El Espíritu Santo, que habita en
nosotros, nos moverá, si se lo permitimos, a remar mar adentro, es
decir, a adentrarnos en esos horizontes apostólicos que se descubren
cada día: en la familia, en el ambiente profesional, en la relación con
nuestros amigos y conocidos. Se repetirán los milagros, como señala san
Josemaría: «Jesús, al salir a la mar con sus discípulos, no miraba sólo a
esta pesca. Por eso, cuando Pedro se arroja a sus pies y confiesa con
humildad: "Apártate de mí, Señor, que soy un hombre pecador", Nuestro
Señor responde: "No temas, de hoy en adelante serán hombres los que has
de pescar" (Lc 5, 10). Y en esa nueva pesca, tampoco fallará toda la
eficacia divina: instrumentos de grandes prodigios son los apóstoles, a
pesar de sus personales miserias» (Amigos de Dios, n. 261).

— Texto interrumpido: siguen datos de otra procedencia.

impl TsbkPayload for RfssStsBcast {
    const OPCODE: u8 = OSP_RFSS_STS_BCAST;
    const DIRECTION: Option<Direction> = Some(Direction::Outbound);

    fn from_value(value: u64) -> Self {
        let mut r = FieldReader::new(value);

        let lra = r.take(8);
        r.skip(3);

        RfssStsBcast {
            lra,
            net_active: r.flag(),
            sys_id: r.take(12),
            rfss_id: r.take(8),
            site_id: r.take(8),
            channel: Channel::from_bits(r.take(16)),
            service_class: r.take(8),
        }
    }

    fn to_value(&self, site: &SiteData) -> Result<u64> {
        Ok(FieldWriter::new()
            .field(8, self.lra)
            .reserved(3)
            .flag(self.net_active)
            .field(12, self.sys_id)
            .field(8, self.rfss_id)
            .field(8, self.site_id)
            .field(16, self.channel.with_default_id(site.channel_id).to_bits())
            .field(8, self.service_class)
            .finish())
    }

    fn describe(_: Direction) -> &'static str {
        "TSBKO, OSP_RFSS_STS_BCAST (RFSS Status Broadcast)"
    }
}

/// Status of the wide area network the site belongs to.
#[derive(Copy, Clone, Debug, Default, Eq, PartialEq)]
pub struct NetStsBcast {
    pub lra: u8,
    /// WACN ID (20 bits).
    pub net_id: u32,
    pub sys_id: u16,
    pub channel: Channel,
    pub service_class: u8,
}

impl NetStsBcast {
    /// Describe the network of the given site.
    pub fn from_site(site: &SiteData) -> NetStsBcast {
        NetStsBcast {
            lra: site.lra,
            net_id: site.net_id,
            sys_id: site.sys_id,
            channel: Channel::new(site.channel_id, site.channel_no),
            service_class: site.service_class,
        }
    }
}

impl TsbkPayload for NetStsBcast {
    const OPCODE: u8 = OSP_NET_STS_BCAST;
    const DIRECTION: Option<Direction> = Some(Direction::Outbound);

    fn from_value(value: u64) -> Self {
        let mut r = FieldReader::new(value);

        NetStsBcast {
            lra: r.take(8),
            net_id: r.take(20),
            sys_id: r.take(12),
            channel: Channel::from_bits(r.take(16)),
            service_class: r.take(8),
        }
    }

    fn to_value(&self, site: &SiteData) -> Result<u64> {
        Ok(FieldWriter::new()
            .field(8, self.lra)
            .field(20, self.net_id)
            .field(12, self.sys_id)
            .field(16, self.channel.with_default_id(site.channel_id).to_bits())
            .field(8, self.service_class)
            .finish())
    }

    fn describe(_: Direction) -> &'static str {
        "TSBKO, OSP_NET_STS_BCAST (Network Status Broadcast)"
    }
}

/// Advertisement of a neighbouring site within the same WACN.
#[derive(Copy, Clone, Debug, Default, Eq, PartialEq)]
pub struct AdjStsBcast {
    /// Location registration area; a subscriber must register again when moving to a site
    /// with a different one.
    pub lra: u8,
    pub opts: SiteOptions,
    pub sys_id: u16,
    pub rfss_id: u8,
    pub site_id: u8,
    /// Control channel of the neighbour.
    pub channel: Channel,
    pub service_class: u8,
}

impl TsbkPayload for AdjStsBcast {
    const OPCODE: u8 = OSP_ADJ_STS_BCAST;
    const DIRECTION: Option<Direction> = Some(Direction::Outbound);

    fn from_value(value: u64) -> Self {
        let mut r = FieldReader::new(value);

        AdjStsBcast {
            lra: r.take(8),
            opts: SiteOptions::new(r.take(4)),
            sys_id: r.take(12),
            rfss_id: r.take(8),
            site_id: r.take(8),
            channel: Channel::from_bits(r.take(16)),
            service_class: r.take(8),
        }
    }

    fn to_value(&self, _: &SiteData) -> Result<u64> {
        Ok(FieldWriter::new()
            .field(8, self.lra)
            .field(4, self.opts.bits())
            .field(12, self.sys_id)
            .field(8, self.rfss_id)
            .field(8, self.site_id)
            .field(16, self.channel.to_bits())
            .field(8, self.service_class)
            .finish())
    }

    fn describe(_: Direction) -> &'static str {
        "TSBKO, OSP_ADJ_STS_BCAST (Adjacent Site Status Broadcast)"
    }
}

#[cfg(test)]
mod test {
    use super::*;
    use crate::error::CodecError;
    use crate::framing::{TrellisFraming, TRELLIS_BYTES};
    use crate::trunking::tsbk::{round_trip, TsbkMessage};

    fn vhf() -> IdenEntry {
        IdenEntry {
            channel_id: 1,
            base_frequency: 450_000_000,
            ch_space_khz: 12.5,
            tx_offset_mhz: 5.0,
            ch_bandwidth_khz: 12.5,
        }
    }

    fn uhf800() -> IdenEntry {
        IdenEntry {
            channel_id: 1,
            base_frequency: 851_006_250,
            ch_space_khz: 6.25,
            tx_offset_mhz: -45.0,
            ch_bandwidth_khz: 12.5,
        }
    }

    #[test]
    fn test_iden_up_vu() {
        let m = IdenUpVu { entry: vhf() };
        let site = SiteData::default();

        assert_eq!(m.to_value(&site).unwrap(), 0x15864064055D4A80);
        assert_eq!(round_trip(&m, &site), m);

        let narrow = IdenUpVu {
            entry: IdenEntry { ch_bandwidth_khz: 6.25, tx_offset_mhz: -5.0, ..vhf() },
        };
        assert_eq!(narrow.to_value(&site).unwrap() >> 56, 0x14);
        assert_eq!(round_trip(&narrow, &site), narrow);
    }

    #[test]
    fn test_iden_up_vu_refused() {
        let site = SiteData::default();

        let cases = [
            (IdenEntry { ch_bandwidth_khz: 0.0, ..vhf() }, "channel bandwidth is zero"),
            (IdenEntry { ch_space_khz: 0.0, ..vhf() }, "channel spacing is zero"),
            (IdenEntry { tx_offset_mhz: 0.0, ..vhf() }, "transmit offset is zero"),
            (IdenEntry { base_frequency: 0, ..vhf() }, "base frequency is zero"),
        ];

        for (entry, reason) in cases.iter() {
            let m = IdenUpVu { entry: *entry };

            assert_eq!(m.to_value(&site), Err(CodecError::DomainValidation {
                opcode: "OSP_IDEN_UP_VU",
                reason: reason.to_string(),
            }));

            // Nothing is written to the frame.
            let mut frame = [0xAA; TRELLIS_BYTES];
            assert_eq!(m.encode(&site, &mut TrellisFraming, &mut frame),
                Err(CodecError::DomainValidation {
                    opcode: "OSP_IDEN_UP_VU",
                    reason: reason.to_string(),
                }));
            assert_eq!(frame, [0xAA; TRELLIS_BYTES]);
        }
    }

    #[test]
    fn test_iden_up_vu_range() {
        let site = SiteData::default();

        let cases = [
            (IdenEntry { ch_space_khz: 2.5, tx_offset_mhz: 45.0, ..vhf() },
             "transmit offset exceeds 8191 channel spacings"),
            (IdenEntry { ch_space_khz: 128.0, ..vhf() },
             "channel spacing outside 0.125-127.875 kHz"),
            (IdenEntry { ch_space_khz: 0.1, ..vhf() },
             "channel spacing outside 0.125-127.875 kHz"),
        ];

        for (entry, reason) in cases.iter() {
            assert_eq!(IdenUpVu { entry: *entry }.to_value(&site),
                Err(CodecError::DomainValidation {
                    opcode: "OSP_IDEN_UP_VU",
                    reason: reason.to_string(),
                }));
        }

        // Largest offset that still fits.
        let m = IdenUpVu { entry: IdenEntry { ch_space_khz: 2.5, tx_offset_mhz: 20.0, ..vhf() } };
        assert_eq!(m.to_value(&site).unwrap() >> 32 & 0xFFFFFF, 0xFD0014);
    }

    #[test]
    fn test_iden_up() {
        let m = IdenUp { entry: uhf800() };
        let site = SiteData::default();

        assert_eq!(m.to_value(&site).unwrap(), 0x1322D0320A2510A2);

        let dec = round_trip(&m, &site);
        assert_eq!(dec, m);
        assert_eq!(dec.entry.rx_frequency(0b1001), 851_062_500);
        assert_eq!(dec.entry.tx_offset_hz(), -45_000_000);
    }

    #[test]
    fn test_iden_up_refused() {
        let site = SiteData::default();

        assert_eq!(IdenUp { entry: vhf() }.to_value(&site), Err(CodecError::DomainValidation {
            opcode: "OSP_IDEN_UP",
            reason: "base frequency below 762 MHz".to_string(),
        }));

        let m = IdenUp { entry: IdenEntry { base_frequency: 0, ..uhf800() } };
        assert_eq!(m.to_value(&site), Err(CodecError::DomainValidation {
            opcode: "OSP_IDEN_UP",
            reason: "base frequency is zero".to_string(),
        }));
    }

    #[test]
    fn test_iden_up_range() {
        let site = SiteData::default();

        let cases = [
            (IdenEntry { ch_bandwidth_khz: 64.0, ..uhf800() },
             "channel bandwidth exceeds 63.875 kHz"),
            (IdenEntry { tx_offset_mhz: -64.0, ..uhf800() },
             "transmit offset exceeds 63.75 MHz"),
            (IdenEntry { ch_space_khz: 200.0, ..uhf800() },
             "channel spacing outside 0.125-127.875 kHz"),
        ];

        for (entry, reason) in cases.iter() {
            assert_eq!(IdenUp { entry: *entry }.to_value(&site),
                Err(CodecError::DomainValidation {
                    opcode: "OSP_IDEN_UP",
                    reason: reason.to_string(),
                }));
        }

        let m = IdenUp { entry: IdenEntry { ch_bandwidth_khz: 63.875, tx_offset_mhz: 63.75,
                                            ..uhf800() } };
        assert_eq!(round_trip(&m, &site), m);
    }

    #[test]
    fn test_site_status() {
        let site = SiteData {
            net_id: 0xBEE00,
            sys_id: 0x2A1,
            rfss_id: 3,
            site_id: 7,
            lra: 0x12,
            channel_id: 1,
            channel_no: 0x064,
            service_class: 0x70,
            net_active: true,
            iden: vhf(),
        };

        let rfss = RfssStsBcast::from_site(&site);
        assert_eq!(rfss.to_value(&site).unwrap(), 0x1212A10307106470);
        assert_eq!(round_trip(&rfss, &site), rfss);

        let net = NetStsBcast::from_site(&site);
        assert_eq!(net.to_value(&site).unwrap(), 0x12_BEE00_2A1_1064_70);
        assert_eq!(round_trip(&net, &site), net);

        let msg = TsbkMessage::from(net);
        assert_eq!(msg.describe(Direction::Outbound),
            "TSBKO, OSP_NET_STS_BCAST (Network Status Broadcast)");
    }

    #[test]
    fn test_neighbours() {
        let site = SiteData { channel_id: 2, ..SiteData::default() };

        let adj = AdjStsBcast {
            lra: 0x01,
            opts: SiteOptions::new(0b0011),
            sys_id: 0x2A1,
            rfss_id: 1,
            site_id: 2,
            channel: Channel::new(0, 0x123),
            service_class: 0x70,
        };
        // Neighbour channels are sent as given.
        assert_eq!(round_trip(&adj, &site), adj);
        assert!(round_trip(&adj, &site).opts.networked());

        let sccb = Sccb {
            rfss_id: 1,
            site_id: 2,
            channel_a: Channel::new(0, 1),
            class_a: 0x10,
            channel_b: Channel::new(3, 2),
            class_b: 0x20,
        };
        assert_eq!(round_trip(&sccb, &site), Sccb { channel_a: Channel::new(2, 1), ..sccb });

        let srv = SysSrvBcast { available: 0x000070, supported: 0x0000F0 };
        assert_eq!(srv.to_value(&site).unwrap(), 0x0000_000070_0000F0);
        assert_eq!(round_trip(&srv, &site), srv);
    }
}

Porque también nosotros debemos ser apóstoles, apóstoles en medio del
trabajo y de todas las realidades humanas que tratamos de llevar a Dios.
Nuestra Señora es la Reina de los Apóstoles;
así la invocamos en las letanías del Rosario. Pidámosle que nos enseñe a
colaborar activamente en la misión de la Iglesia para la salvación del
mundo. Este era el anhelo que san Josemaría atesoraba en su corazón:
poner a Cristo en el centro y en la raíz de cada actividad humana, en
unión con toda la Iglesia: “omnes cum Petro ad Iesum per Mariam!”